_What the task asks:_
Begin with the first line of the entries below and reproduce each line exactly, ending with the line that holds "if let Err(err)".

_Stored data:_
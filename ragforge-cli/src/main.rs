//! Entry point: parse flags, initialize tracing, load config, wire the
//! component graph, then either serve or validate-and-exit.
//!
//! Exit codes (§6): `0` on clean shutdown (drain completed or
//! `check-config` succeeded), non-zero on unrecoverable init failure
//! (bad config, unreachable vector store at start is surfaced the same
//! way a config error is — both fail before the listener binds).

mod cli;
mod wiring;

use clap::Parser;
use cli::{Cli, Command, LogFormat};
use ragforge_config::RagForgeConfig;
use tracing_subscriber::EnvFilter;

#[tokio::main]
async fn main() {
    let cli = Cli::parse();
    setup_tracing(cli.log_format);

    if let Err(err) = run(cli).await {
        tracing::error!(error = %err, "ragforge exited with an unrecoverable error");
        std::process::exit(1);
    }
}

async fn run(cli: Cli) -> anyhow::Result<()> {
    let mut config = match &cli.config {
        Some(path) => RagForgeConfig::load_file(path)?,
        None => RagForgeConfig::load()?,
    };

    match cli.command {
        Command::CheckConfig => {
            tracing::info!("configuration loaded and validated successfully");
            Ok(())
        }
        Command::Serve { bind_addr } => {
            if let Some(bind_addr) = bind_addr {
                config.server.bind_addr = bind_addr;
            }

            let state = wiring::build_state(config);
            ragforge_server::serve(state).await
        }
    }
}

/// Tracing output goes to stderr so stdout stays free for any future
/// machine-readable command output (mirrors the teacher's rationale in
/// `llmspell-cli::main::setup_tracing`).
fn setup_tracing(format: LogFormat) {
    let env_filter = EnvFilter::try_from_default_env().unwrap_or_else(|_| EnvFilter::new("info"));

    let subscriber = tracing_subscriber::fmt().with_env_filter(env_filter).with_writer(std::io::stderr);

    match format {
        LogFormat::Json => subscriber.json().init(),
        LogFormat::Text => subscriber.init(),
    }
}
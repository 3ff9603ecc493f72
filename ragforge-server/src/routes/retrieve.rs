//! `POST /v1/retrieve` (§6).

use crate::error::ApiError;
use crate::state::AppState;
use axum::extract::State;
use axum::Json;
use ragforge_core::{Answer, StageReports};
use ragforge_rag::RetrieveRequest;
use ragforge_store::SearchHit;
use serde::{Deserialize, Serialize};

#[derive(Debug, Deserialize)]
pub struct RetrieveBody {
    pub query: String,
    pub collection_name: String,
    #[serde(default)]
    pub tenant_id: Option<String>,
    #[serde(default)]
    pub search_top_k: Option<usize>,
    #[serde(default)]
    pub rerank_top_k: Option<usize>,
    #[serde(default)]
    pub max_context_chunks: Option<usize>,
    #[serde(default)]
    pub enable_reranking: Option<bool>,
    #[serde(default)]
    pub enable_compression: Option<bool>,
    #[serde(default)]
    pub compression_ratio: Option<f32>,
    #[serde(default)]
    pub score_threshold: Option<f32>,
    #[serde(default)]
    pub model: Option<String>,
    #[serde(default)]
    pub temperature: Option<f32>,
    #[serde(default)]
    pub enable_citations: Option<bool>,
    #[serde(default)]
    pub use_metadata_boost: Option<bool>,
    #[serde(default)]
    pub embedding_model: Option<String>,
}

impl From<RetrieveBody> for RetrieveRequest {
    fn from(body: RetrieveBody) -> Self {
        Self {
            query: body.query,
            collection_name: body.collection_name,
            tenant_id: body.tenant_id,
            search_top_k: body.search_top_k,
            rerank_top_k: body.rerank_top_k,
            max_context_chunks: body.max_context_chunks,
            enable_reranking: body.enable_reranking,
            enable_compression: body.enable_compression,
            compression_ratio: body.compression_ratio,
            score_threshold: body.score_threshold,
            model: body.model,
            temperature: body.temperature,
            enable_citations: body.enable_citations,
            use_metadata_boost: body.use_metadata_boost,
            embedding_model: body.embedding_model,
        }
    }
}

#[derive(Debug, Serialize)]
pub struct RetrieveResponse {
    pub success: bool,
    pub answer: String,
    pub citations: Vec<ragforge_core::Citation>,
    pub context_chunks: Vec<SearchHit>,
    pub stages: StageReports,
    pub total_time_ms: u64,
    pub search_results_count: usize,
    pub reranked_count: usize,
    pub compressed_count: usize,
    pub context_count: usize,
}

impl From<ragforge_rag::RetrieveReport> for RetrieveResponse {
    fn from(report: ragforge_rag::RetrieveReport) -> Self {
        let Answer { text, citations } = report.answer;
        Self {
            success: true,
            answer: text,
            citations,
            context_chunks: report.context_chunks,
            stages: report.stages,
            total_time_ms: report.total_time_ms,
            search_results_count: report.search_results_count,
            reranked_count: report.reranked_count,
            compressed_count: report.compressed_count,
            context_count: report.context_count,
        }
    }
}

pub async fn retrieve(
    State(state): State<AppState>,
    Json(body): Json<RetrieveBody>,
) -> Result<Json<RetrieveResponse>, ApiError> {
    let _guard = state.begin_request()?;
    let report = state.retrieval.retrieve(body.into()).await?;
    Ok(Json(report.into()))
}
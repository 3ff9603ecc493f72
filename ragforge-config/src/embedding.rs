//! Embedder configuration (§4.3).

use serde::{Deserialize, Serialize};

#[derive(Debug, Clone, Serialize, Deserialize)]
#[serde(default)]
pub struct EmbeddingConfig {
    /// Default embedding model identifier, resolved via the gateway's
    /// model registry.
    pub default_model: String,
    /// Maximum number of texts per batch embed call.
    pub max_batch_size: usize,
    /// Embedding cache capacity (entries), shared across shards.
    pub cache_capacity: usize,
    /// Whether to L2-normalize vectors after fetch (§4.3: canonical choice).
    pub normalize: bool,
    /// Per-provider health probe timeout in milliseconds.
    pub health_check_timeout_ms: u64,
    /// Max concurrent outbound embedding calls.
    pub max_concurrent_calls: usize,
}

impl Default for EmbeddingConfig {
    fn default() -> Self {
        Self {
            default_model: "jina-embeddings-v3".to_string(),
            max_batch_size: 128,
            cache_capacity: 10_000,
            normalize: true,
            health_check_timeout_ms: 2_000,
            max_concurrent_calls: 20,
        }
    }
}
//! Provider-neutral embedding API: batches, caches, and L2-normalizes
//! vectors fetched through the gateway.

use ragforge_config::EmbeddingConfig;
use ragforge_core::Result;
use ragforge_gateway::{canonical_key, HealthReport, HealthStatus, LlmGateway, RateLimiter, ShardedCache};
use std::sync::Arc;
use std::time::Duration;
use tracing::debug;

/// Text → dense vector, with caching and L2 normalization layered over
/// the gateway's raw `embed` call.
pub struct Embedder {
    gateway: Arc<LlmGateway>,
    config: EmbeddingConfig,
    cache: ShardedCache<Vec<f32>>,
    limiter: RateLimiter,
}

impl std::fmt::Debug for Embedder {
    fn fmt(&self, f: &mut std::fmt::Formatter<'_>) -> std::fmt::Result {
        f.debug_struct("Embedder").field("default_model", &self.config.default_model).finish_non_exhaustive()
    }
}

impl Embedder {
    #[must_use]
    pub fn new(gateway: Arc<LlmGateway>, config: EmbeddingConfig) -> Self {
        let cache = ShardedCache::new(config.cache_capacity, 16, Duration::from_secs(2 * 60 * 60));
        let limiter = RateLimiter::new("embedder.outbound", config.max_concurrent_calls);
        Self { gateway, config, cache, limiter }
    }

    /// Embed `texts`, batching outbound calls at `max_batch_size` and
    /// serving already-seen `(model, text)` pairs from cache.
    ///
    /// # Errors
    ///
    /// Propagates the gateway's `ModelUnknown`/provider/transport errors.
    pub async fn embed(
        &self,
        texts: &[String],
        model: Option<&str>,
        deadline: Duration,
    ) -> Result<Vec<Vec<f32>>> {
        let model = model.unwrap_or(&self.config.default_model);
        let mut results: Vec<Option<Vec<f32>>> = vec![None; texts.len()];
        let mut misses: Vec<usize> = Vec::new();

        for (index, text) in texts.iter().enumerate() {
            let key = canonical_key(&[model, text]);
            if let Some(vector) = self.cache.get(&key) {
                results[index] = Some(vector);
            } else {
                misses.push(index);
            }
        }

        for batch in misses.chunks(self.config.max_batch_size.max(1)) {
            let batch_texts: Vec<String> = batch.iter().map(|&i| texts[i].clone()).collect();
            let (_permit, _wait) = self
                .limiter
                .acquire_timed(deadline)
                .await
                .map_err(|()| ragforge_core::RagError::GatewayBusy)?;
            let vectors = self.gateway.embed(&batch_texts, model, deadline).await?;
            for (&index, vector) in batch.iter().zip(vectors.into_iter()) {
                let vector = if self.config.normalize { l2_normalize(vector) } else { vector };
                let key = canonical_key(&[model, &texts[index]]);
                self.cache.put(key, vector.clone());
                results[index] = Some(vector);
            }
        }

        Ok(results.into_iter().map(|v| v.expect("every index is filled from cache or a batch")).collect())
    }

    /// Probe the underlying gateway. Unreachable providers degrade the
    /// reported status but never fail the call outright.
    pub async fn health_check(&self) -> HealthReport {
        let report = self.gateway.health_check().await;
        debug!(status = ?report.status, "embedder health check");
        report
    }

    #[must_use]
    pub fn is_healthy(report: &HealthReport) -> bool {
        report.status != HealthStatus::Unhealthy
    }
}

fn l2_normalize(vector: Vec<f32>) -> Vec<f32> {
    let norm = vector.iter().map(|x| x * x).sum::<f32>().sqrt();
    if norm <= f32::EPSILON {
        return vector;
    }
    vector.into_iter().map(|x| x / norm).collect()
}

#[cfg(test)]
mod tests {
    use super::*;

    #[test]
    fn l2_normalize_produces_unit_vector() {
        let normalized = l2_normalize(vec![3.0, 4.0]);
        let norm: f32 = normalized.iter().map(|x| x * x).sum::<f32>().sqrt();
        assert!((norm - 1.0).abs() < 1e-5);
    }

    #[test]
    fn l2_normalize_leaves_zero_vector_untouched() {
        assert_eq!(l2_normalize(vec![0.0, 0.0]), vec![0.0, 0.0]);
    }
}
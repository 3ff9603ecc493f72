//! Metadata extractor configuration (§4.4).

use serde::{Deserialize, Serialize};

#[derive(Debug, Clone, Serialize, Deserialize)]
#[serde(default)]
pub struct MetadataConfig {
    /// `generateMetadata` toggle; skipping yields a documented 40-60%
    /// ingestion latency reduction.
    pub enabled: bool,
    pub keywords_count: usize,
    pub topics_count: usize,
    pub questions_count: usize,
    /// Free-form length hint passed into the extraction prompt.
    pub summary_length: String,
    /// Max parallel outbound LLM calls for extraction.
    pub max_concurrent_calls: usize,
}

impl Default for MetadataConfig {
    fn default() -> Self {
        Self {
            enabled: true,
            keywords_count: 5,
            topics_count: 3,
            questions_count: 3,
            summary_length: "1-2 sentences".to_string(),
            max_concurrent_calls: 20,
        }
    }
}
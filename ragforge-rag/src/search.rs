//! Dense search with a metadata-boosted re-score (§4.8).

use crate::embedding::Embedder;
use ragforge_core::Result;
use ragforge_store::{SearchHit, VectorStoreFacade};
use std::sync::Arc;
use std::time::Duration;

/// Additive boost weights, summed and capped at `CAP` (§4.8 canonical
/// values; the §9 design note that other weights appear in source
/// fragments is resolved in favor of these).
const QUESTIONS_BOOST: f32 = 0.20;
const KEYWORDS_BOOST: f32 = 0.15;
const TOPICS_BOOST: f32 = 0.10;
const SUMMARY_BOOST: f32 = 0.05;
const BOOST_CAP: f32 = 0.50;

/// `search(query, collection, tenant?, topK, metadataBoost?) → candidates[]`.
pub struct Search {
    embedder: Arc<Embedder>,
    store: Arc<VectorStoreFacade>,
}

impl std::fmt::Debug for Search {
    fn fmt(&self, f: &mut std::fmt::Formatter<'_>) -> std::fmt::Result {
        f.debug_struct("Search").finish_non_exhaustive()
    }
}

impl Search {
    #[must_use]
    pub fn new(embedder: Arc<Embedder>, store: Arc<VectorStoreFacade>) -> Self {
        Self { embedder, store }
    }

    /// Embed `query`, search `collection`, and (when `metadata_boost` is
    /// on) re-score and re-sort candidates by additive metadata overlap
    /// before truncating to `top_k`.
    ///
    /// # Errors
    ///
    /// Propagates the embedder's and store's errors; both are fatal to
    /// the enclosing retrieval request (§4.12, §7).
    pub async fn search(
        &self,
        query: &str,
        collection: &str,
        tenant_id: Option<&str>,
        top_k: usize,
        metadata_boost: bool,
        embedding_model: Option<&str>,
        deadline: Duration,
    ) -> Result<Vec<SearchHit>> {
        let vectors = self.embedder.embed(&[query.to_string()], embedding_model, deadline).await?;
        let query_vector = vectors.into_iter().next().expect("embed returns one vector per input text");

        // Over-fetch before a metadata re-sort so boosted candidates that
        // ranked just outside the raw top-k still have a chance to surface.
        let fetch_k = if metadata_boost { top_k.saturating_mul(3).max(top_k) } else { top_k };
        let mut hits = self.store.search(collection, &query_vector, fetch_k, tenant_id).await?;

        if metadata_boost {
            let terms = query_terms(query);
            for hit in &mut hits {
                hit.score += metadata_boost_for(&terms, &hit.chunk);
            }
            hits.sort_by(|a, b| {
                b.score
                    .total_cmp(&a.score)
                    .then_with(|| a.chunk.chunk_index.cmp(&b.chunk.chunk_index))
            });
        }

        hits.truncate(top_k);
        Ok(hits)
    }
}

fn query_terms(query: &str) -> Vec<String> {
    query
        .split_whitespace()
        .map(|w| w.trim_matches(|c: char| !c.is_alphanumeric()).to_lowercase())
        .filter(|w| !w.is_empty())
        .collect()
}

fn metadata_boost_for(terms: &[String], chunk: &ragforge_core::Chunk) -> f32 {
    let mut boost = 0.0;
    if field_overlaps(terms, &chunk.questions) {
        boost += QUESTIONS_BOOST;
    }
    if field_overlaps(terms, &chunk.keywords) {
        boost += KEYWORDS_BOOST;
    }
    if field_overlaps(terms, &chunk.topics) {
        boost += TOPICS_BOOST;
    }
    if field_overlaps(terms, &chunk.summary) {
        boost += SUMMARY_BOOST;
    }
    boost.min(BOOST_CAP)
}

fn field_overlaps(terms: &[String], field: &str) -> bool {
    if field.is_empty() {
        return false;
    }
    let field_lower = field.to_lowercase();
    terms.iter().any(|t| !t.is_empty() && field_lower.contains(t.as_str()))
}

_Reply to the exercise:_
filename ragforge-cli/src/main.rs
//! Entry point: parse flags, initialize tracing, load config, wire the
//! component graph, then either serve or validate-and-exit.
//!
//! Exit codes (§6): `0` on clean shutdown (drain completed or
//! `check-config` succeeded), non-zero on unrecoverable init failure
//! (bad config, unreachable vector store at start is surfaced the same
//! way a config error is — both fail before the listener binds).

mod cli;
mod wiring;

use clap::Parser;
use cli::{Cli, Command, LogFormat};
use ragforge_config::RagForgeConfig;
use tracing_subscriber::EnvFilter;

#[tokio::main]
async fn main() {
    let cli = Cli::parse();
    setup_tracing(cli.log_format);

    if let Err(err) = run(cli).await {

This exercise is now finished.